Early initiation of breastfeeding within one hour after birth was lowest in Chad (23.0%) and highest in Burundi (85.0%). The pooled median duration of breastfeeding was 12 months. Female children had 3% significant lower odds of consuming tinned, powdered or fresh milk, compared with male children (OR 0.97; 95% CI 0.94, 0.99). Conversely, female children were more likely to be put to breast within one hour after birth, compared with male children (OR 1.03; 95% CI 1.01, 1.05). Results from the pooled sample showed approximately 20% (HR 0.80; 95% CI 0.67, 0.96) and 21% (HR 0.79; 95% CI 0.77, 0.80) reduction in infant mortality for children breastfed within one hour after birth and for every unit increase in the months of breastfeeding respectively. In addition, countries with the leading infant mortality rate include; Sierra Leone (92 deaths per 1000 live births), Chad (72 deaths per 1000 live births), Nigeria (69 deaths per 1000 live births), Cote d’ Ivoire (68 deaths per 1000 live births), Guinea (67 deaths per 1000 live births), Burkina-Faso (65 deaths per 1000 live births) and Mozambique (64 deaths per 1000 live births) respectively.


The findings from this study underscores the need for early breastfeeding initiation and prolong breastfeeding to be considered in programmes on improving childhood survival. Efforts should be made to improve optimal breastfeeding practices as only about half of children in the pooled sample had best practices of breastfeeding.

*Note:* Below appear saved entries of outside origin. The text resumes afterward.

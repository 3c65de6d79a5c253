use crate::modules::students::adapters::outbound::intent_outbox::dispatch_committed_intents;
use crate::modules::students::adapters::outbound::student_stream::load_student;
use crate::modules::students::core::decision::Decision;
use crate::modules::students::core::events::StudentEvent;
use crate::modules::students::use_cases::sign_up::command::SignUp;
use crate::modules::students::use_cases::sign_up::decide::decide_sign_up;
use crate::shared::application_error::ApplicationError;
use crate::shared::infrastructure::event_store::EventStore;
use crate::shared::infrastructure::intent_outbox::DomainOutbox;
use std::sync::Arc;

pub struct SignUpHandler<TEventStore, TOutbox>
where
    TEventStore: EventStore<StudentEvent> + Send + Sync + 'static,
    TOutbox: DomainOutbox + Send + Sync + 'static,
{
    topic: String,
    event_store: Arc<TEventStore>,
    outbox: Arc<TOutbox>,
}

impl<TEventStore, TOutbox> SignUpHandler<TEventStore, TOutbox>
where
    TEventStore: EventStore<StudentEvent> + Send + Sync + 'static,
    TOutbox: DomainOutbox + Send + Sync + 'static,
{
    pub fn new(
        topic: impl Into<String>,
        event_store: Arc<TEventStore>,
        outbox: Arc<TOutbox>,
    ) -> Self {
        Self {
            topic: topic.into(),
            event_store,
            outbox,
        }
    }

    pub async fn handle(&self, command: SignUp) -> Result<(), ApplicationError> {
        let loaded = load_student(&*self.event_store, &command.reg_number).await?;
        match decide_sign_up(&loaded.state, command) {
            Decision::Accepted { events, intents } => {
                self.event_store
                    .append(&loaded.stream_id, loaded.version, &events)
                    .await?;
                dispatch_committed_intents(
                    &*self.outbox,
                    &loaded.stream_id,
                    loaded.version,
                    &self.topic,
                    intents,
                )
                .await;
                tracing::info!(stream_id = %loaded.stream_id, "student signed up");
                Ok(())
            }
            Decision::Rejected { reason } => Err(ApplicationError::Domain(reason)),
        }
    }
}
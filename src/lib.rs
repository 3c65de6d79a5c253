pub mod shared {
    pub mod application_error;
    pub mod inbound {
        pub mod http_error;
    }
    pub mod infrastructure {
        pub mod event_store;
        pub mod intent_outbox;
        pub mod session_store;
    }
}

pub mod modules {
    pub mod catalog {
        pub mod core {
            pub mod course;
            pub mod ports;
            pub mod seed;
        }
        pub mod use_cases {
            pub mod list_courses {
                pub mod filter;
                pub mod handler;
                pub mod inbound {
                    pub mod graphql;
                    pub mod http;
                }
            }
            pub mod seed_catalog {
                pub mod handler;
            }
        }
        pub mod adapters {
            pub mod outbound {
                pub mod catalog_in_memory;
            }
        }
    }

    pub mod students {
        pub mod core {
            pub mod decision;
            pub mod events;
            pub mod evolve;
            pub mod intents;
            pub mod password_policy;
            pub mod reg_number;
            pub mod registration;
            pub mod state;
        }
        pub mod use_cases {
            pub mod sign_up {
                pub mod command;
                pub mod decide;
                pub mod handler;
                pub mod inbound {
                    pub mod http;
                }
            }
            pub mod log_in {
                pub mod command;
                pub mod decide;
                pub mod handler;
                pub mod inbound {
                    pub mod http;
                }
            }
            pub mod check_session {
                pub mod inbound {
                    pub mod http;
                }
            }
            pub mod log_out {
                pub mod handler;
                pub mod inbound {
                    pub mod http;
                }
            }
            pub mod get_student {
                pub mod handler;
                pub mod view;
            }
            pub mod register_courses {
                pub mod command;
                pub mod decide;
                pub mod handler;
                pub mod inbound {
                    pub mod graphql;
                    pub mod http;
                }
            }
            pub mod update_profile {
                pub mod command;
                pub mod decide;
                pub mod handler;
                pub mod inbound {
                    pub mod http;
                }
            }
            pub mod forgot_password {
                pub mod command;
                pub mod decide;
                pub mod handler;
                pub mod inbound {
                    pub mod http;
                }
            }
        }
        pub mod adapters {
            pub mod inbound {
                pub mod session;
            }
            pub mod outbound {
                pub mod intent_outbox;
                pub mod student_stream;
            }
        }
    }
}

pub mod shell;
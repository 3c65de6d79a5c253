use crate::modules::catalog::core::course::{Course, CourseFilter};
use crate::modules::catalog::core::ports::CourseCatalog;
use crate::shared::application_error::ApplicationError;
use std::sync::Arc;

pub struct ListCoursesHandler<TCatalog>
where
    TCatalog: CourseCatalog + 'static,
{
    catalog: Arc<TCatalog>,
}

impl<TCatalog> ListCoursesHandler<TCatalog>
where
    TCatalog: CourseCatalog + 'static,
{
    pub fn new(catalog: Arc<TCatalog>) -> Self {
        Self { catalog }
    }

    pub async fn handle(&self, filter: CourseFilter) -> Result<Vec<Course>, ApplicationError> {
        Ok(self.catalog.list(&filter).await?)
    }
}
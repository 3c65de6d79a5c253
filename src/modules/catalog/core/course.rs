use serde::{Deserialize, Serialize};
use std::fmt;
use std::str::FromStr;
use thiserror::Error;

#[derive(Debug, Clone, Copy, PartialEq, Eq, PartialOrd, Ord, Hash, Serialize, Deserialize)]
pub enum Level {
    #[serde(rename = "100")]
    L100,
    #[serde(rename = "200")]
    L200,
    #[serde(rename = "300")]
    L300,
    #[serde(rename = "400")]
    L400,
}

impl Level {
    pub fn as_str(&self) -> &'static str {
        match self {
            Level::L100 => "100",
            Level::L200 => "200",
            Level::L300 => "300",
            Level::L400 => "400",
        }
    }
}

#[derive(Debug, Clone, Copy, PartialEq, Eq, PartialOrd, Ord, Hash, Serialize, Deserialize)]
#[serde(rename_all = "lowercase")]
pub enum Semester {
    First,
    Second,
}

impl Semester {
    pub fn as_str(&self) -> &'static str {
        match self {
            Semester::First => "first",
            Semester::Second => "second",
        }
    }
}

#[derive(Debug, Clone, Copy, PartialEq, Eq, Serialize, Deserialize)]
pub enum CourseType {
    Compulsory,
    Elective,
}

impl CourseType {
    pub fn as_str(&self) -> &'static str {
        match self {
            CourseType::Compulsory => "Compulsory",
            CourseType::Elective => "Elective",
        }
    }
}

#[derive(Debug, Error, PartialEq, Eq)]
pub enum ParseCourseFieldError {
    #[error("unknown level: {0}")]
    Level(String),

    #[error("unknown semester: {0}")]
    Semester(String),
}

impl FromStr for Level {
    type Err = ParseCourseFieldError;

    fn from_str(s: &str) -> Result<Self, Self::Err> {
        match s {
            "100" => Ok(Level::L100),
            "200" => Ok(Level::L200),
            "300" => Ok(Level::L300),
            "400" => Ok(Level::L400),
            other => Err(ParseCourseFieldError::Level(other.to_string())),
        }
    }
}

impl FromStr for Semester {
    type Err = ParseCourseFieldError;

    fn from_str(s: &str) -> Result<Self, Self::Err> {
        match s {
            "first" => Ok(Semester::First),
            "second" => Ok(Semester::Second),
            other => Err(ParseCourseFieldError::Semester(other.to_string())),
        }
    }
}

impl fmt::Display for Level {
    fn fmt(&self, f: &mut fmt::Formatter<'_>) -> fmt::Result {
        f.write_str(self.as_str())
    }
}

impl fmt::Display for Semester {
    fn fmt(&self, f: &mut fmt::Formatter<'_>) -> fmt::Result {
        f.write_str(self.as_str())
    }
}

/// The `(level, semester)` grouping key units are capped against.
#[derive(Debug, Clone, Copy, PartialEq, Eq, PartialOrd, Ord, Hash, Serialize, Deserialize)]
pub struct Bucket {
    pub level: Level,
    pub semester: Semester,
}

impl fmt::Display for Bucket {
    fn fmt(&self, f: &mut fmt::Formatter<'_>) -> fmt::Result {
        write!(f, "{} Level {} semester", self.level, self.semester)
    }
}

#[derive(Debug, Clone, PartialEq, Eq, Serialize, Deserialize)]
pub struct Course {
    pub code: String,
    pub title: String,
    pub units: u32,
    #[serde(rename = "type")]
    pub course_type: CourseType,
    pub level: Level,
    pub semester: Semester,
}

impl Course {
    pub fn new(
        code: impl Into<String>,
        title: impl Into<String>,
        units: u32,
        course_type: CourseType,
        level: Level,
        semester: Semester,
    ) -> Self {
        Self {
            code: code.into(),
            title: title.into(),
            units,
            course_type,
            level,
            semester,
        }
    }

    pub fn bucket(&self) -> Bucket {
        Bucket {
            level: self.level,
            semester: self.semester,
        }
    }
}

/// Optional equality filters over the catalog. `None` matches everything.
#[derive(Debug, Clone, Copy, Default, PartialEq, Eq)]
pub struct CourseFilter {
    pub level: Option<Level>,
    pub semester: Option<Semester>,
}

impl CourseFilter {
    pub fn matches(&self, course: &Course) -> bool {
        self.level.is_none_or(|level| level == course.level)
            && self.semester.is_none_or(|semester| semester == course.semester)
    }
}
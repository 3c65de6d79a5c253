// Shared test fixture for the SignUp command, seeded from json/sign_up.json.

use crate::modules::students::core::reg_number::RegNumber;
use crate::modules::students::use_cases::sign_up::command::SignUp;
use serde::Deserialize;
use std::fs;

#[derive(Debug, Clone, Deserialize)]
pub struct SignUpDto {
    pub name: String,
    pub reg_number: String,
    pub password: String,
}

pub struct SignUpBuilder {
    inner: SignUp,
}

impl Default for SignUpBuilder {
    fn default() -> Self {
        Self::new()
    }
}

#[allow(dead_code)]
impl SignUpBuilder {
    pub fn new() -> Self {
        let json_str =
            fs::read_to_string("./src/tests/fixtures/commands/json/sign_up.json").unwrap();
        let dto: SignUpDto = serde_json::from_str(&json_str).unwrap();

        Self {
            inner: SignUp {
                name: dto.name,
                reg_number: RegNumber::parse(dto.reg_number).unwrap(),
                password: dto.password,
                signed_up_at: 1_700_000_000_000,
            },
        }
    }

    pub fn name(mut self, v: impl Into<String>) -> Self {
        self.inner.name = v.into();
        self
    }

    pub fn reg_number(mut self, v: &str) -> Self {
        self.inner.reg_number = RegNumber::parse(v).unwrap();
        self
    }

    pub fn password(mut self, v: impl Into<String>) -> Self {
        self.inner.password = v.into();
        self
    }

    pub fn signed_up_at(mut self, v: i64) -> Self {
        self.inner.signed_up_at = v;
        self
    }

    pub fn build(self) -> SignUp {
        self.inner
    }
}

#[cfg(test)]
mod sign_up_builder_tests {
    use super::*;
    use rstest::rstest;

    #[rstest]
    fn default_delegates_to_new_and_parses_json() {
        let built = SignUpBuilder::default().build();
        assert_eq!(built.name, "Ada Obi");
        assert_eq!(built.reg_number.as_str(), "2020/123456");
        assert_eq!(built.password, "Str0ng!Pass");
        assert_eq!(built.signed_up_at, 1_700_000_000_000);
    }

    #[rstest]
    fn setters_override_fields() {
        let built = SignUpBuilder::new()
            .name("Chidi Eze")
            .reg_number("2021/000001")
            .password("An0ther!Pass")
            .signed_up_at(42)
            .build();
        assert_eq!(built.name, "Chidi Eze");
        assert_eq!(built.reg_number.as_str(), "2021/000001");
        assert_eq!(built.password, "An0ther!Pass");
        assert_eq!(built.signed_up_at, 42);
    }
}
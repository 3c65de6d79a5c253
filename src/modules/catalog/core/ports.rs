// Catalog port.
//
// Purpose
// - Resolve course codes to Course records and browse the catalog.
//
// Boundaries
// - `find` reports only the codes it knows; unknown codes are simply absent.

use crate::modules::catalog::core::course::{Course, CourseFilter};
use async_trait::async_trait;
use thiserror::Error;

#[derive(Debug, Error)]
pub enum CatalogError {
    #[error("invalid course {code}: {reason}")]
    InvalidCourse { code: String, reason: String },

    #[error("backend error: {0}")]
    Backend(String),
}

#[async_trait]
pub trait CourseCatalog: Send + Sync {
    async fn find(&self, codes: &[String]) -> Result<Vec<Course>, CatalogError>;
    async fn list(&self, filter: &CourseFilter) -> Result<Vec<Course>, CatalogError>;
    async fn upsert(&self, course: Course) -> Result<(), CatalogError>;
}
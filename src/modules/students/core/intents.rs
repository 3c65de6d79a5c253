use crate::modules::students::core::events::v1::{
    courses_registered::CoursesRegisteredV1, password_reset_requested::PasswordResetRequestedV1,
    profile_updated::ProfileUpdatedV1,
};

/// Domain intents produced by a decider as part of an Accepted decision.
/// The outbound intent_outbox adapter translates these into OutboxRows.
#[derive(Debug, Clone, PartialEq, Eq)]
pub enum StudentIntent {
    /// Sign-up notice without the credential.
    PublishStudentSignedUp {
        reg_number: String,
        name: String,
        signed_up_at: i64,
    },
    PublishCoursesRegistered { payload: CoursesRegisteredV1 },
    PublishProfileUpdated { payload: ProfileUpdatedV1 },
    SendPasswordResetLink { payload: PasswordResetRequestedV1 },
}
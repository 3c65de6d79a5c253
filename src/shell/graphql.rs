use async_graphql::http::GraphiQLSource;
use async_graphql::{EmptySubscription, Schema};
use async_graphql_axum::{GraphQLRequest, GraphQLResponse};
use axum::{Extension, response::Html};

pub use crate::modules::catalog::use_cases::list_courses::inbound::graphql::QueryRoot;
pub use crate::modules::students::use_cases::register_courses::inbound::graphql::MutationRoot;
use crate::shell::state::AppState;

pub const GRAPHQL_PATH: &str = "/gql";

pub type AppSchema = Schema<QueryRoot, MutationRoot, EmptySubscription>;

pub fn build_schema(state: AppState) -> AppSchema {
    Schema::build(QueryRoot, MutationRoot, EmptySubscription)
        .data(state)
        .finish()
}

pub async fn graphql(
    Extension(schema): Extension<AppSchema>,
    req: GraphQLRequest,
) -> GraphQLResponse {
    schema.execute(req.into_inner()).await.into()
}

pub async fn graphiql() -> Html<String> {
    Html(GraphiQLSource::build().endpoint(GRAPHQL_PATH).finish())
}
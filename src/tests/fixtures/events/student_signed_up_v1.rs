use crate::modules::students::core::events::v1::student_signed_up::StudentSignedUpV1;
use crate::modules::students::core::state::{DEFAULT_COURSE_OF_STUDY, DEFAULT_DEPARTMENT};
use crate::tests::fixtures::commands::sign_up::SignUpBuilder;

/// Canonical signup event, derived from the SignUp fixture.
pub fn make_student_signed_up_v1_event() -> StudentSignedUpV1 {
    let command = SignUpBuilder::new().build();
    StudentSignedUpV1 {
        reg_number: command.reg_number.to_string(),
        name: command.name,
        password: command.password,
        department: DEFAULT_DEPARTMENT.to_string(),
        course_of_study: DEFAULT_COURSE_OF_STUDY.to_string(),
        signed_up_at: command.signed_up_at,
    }
}
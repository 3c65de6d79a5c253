pub mod app;
pub mod catalog;

pub mod commands {
    pub mod register_courses;
    pub mod sign_up;
}

pub mod events {
    pub mod student_signed_up_v1;
}
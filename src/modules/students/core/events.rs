pub mod v1 {
    pub mod courses_registered;
    pub mod password_reset_requested;
    pub mod profile_updated;
    pub mod student_signed_up;
}

#[derive(Debug, Clone, serde::Serialize, serde::Deserialize, PartialEq, Eq)]
#[serde(tag = "type")]
pub enum StudentEvent {
    StudentSignedUpV1(v1::student_signed_up::StudentSignedUpV1),
    CoursesRegisteredV1(v1::courses_registered::CoursesRegisteredV1),
    ProfileUpdatedV1(v1::profile_updated::ProfileUpdatedV1),
    PasswordResetRequestedV1(v1::password_reset_requested::PasswordResetRequestedV1),
}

To enable countries in Sub-Saharan Africa (SSA) to reach the third Sustainable Development Goal (SDG-3) of ending preventable deaths of newborns and children under the age of five, optimal feeding habits for newborns, infants, and children are a must [1]. Infant and child feeding practices have a considerable impact on the state of children’s nutritional and health condition, and are major contributors to child survival. As a result, encouraging newborn and child feeding behaviors is critical for enhancing children’s nutrition, health, and development [2]. World Health Organization (WHO) has recently released a set of indicators to assess child feeding patterns and track the effectiveness of breastfeeding advancement efforts. Since then, the newborn and child feeding structure, as well as knowledge of what constitutes good breastfeeding and supplementary feeding practices, have received a lot of attention [2]. Until now, the majority of the indicators employed in population surveillance systems to estimate newborn and child feeding behaviors have focused on breastfeeding [2, 3]. The indications show whether or not complementary foods are ingested, but not the quality or quantity of those foods.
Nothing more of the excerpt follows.